[Saved data entries]
Content starts

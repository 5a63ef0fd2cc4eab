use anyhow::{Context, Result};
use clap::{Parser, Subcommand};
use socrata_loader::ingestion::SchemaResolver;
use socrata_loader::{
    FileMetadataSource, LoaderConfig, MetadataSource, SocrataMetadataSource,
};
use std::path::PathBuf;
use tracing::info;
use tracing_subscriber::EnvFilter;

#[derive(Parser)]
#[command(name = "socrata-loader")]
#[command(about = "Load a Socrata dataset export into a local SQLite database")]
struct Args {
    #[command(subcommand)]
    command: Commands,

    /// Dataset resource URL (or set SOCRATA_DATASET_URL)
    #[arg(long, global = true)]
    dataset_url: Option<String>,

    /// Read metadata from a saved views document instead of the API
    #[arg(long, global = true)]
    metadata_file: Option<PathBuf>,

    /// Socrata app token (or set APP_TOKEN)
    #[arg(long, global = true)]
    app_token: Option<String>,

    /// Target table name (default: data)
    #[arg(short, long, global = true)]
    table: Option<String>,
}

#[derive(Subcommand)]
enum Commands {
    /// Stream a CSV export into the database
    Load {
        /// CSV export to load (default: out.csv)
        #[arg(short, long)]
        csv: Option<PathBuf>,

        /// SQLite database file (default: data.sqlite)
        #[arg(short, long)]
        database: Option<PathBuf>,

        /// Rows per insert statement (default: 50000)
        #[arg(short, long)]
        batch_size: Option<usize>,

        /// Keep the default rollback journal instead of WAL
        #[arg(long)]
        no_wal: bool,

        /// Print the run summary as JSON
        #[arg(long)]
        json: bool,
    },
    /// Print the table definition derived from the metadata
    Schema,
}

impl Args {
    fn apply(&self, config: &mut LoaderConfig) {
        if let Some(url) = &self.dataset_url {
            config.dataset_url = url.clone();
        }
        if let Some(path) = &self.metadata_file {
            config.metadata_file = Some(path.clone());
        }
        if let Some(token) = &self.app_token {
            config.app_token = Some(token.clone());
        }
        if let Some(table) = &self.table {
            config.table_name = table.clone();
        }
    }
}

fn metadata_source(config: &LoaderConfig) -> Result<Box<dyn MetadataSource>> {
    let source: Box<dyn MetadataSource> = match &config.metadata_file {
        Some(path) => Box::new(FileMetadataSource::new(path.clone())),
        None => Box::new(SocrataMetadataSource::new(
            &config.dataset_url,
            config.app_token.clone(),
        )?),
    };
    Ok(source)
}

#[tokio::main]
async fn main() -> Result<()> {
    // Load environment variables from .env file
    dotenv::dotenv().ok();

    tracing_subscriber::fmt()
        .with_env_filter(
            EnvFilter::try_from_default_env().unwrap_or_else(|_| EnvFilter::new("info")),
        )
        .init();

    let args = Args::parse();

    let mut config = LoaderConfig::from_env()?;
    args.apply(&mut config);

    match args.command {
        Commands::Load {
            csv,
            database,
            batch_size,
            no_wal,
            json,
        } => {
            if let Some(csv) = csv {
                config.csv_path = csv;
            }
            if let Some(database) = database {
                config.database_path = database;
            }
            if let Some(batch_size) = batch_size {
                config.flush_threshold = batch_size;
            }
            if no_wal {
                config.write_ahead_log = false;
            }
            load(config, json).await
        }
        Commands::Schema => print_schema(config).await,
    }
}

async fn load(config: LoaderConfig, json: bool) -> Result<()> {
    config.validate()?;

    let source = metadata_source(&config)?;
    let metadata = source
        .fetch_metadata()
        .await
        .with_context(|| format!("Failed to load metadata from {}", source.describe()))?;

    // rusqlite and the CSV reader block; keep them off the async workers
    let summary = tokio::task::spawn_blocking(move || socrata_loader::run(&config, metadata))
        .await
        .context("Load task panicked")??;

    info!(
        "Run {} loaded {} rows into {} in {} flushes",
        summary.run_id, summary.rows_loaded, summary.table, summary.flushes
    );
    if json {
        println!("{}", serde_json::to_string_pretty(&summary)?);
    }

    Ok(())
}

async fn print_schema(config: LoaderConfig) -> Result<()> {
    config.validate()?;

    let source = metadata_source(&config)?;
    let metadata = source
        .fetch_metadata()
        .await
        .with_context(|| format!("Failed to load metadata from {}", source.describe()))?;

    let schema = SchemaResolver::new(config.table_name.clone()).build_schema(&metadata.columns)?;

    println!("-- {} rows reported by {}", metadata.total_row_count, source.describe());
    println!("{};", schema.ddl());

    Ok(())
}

Content ends

Up to and including the line with "#[derive(Parser)]", transcribe the entries above exactly, starting from their first line.

repository 5a63ef0fd2cc4eab
use anyhow::{Context, Result};
use clap::{Parser, Subcommand};
use socrata_loader::ingestion::SchemaResolver;
use socrata_loader::{
    FileMetadataSource, LoaderConfig, MetadataSource, SocrataMetadataSource,
};
use std::path::PathBuf;
use tracing::info;
use tracing_subscriber::EnvFilter;

#[derive(Parser)]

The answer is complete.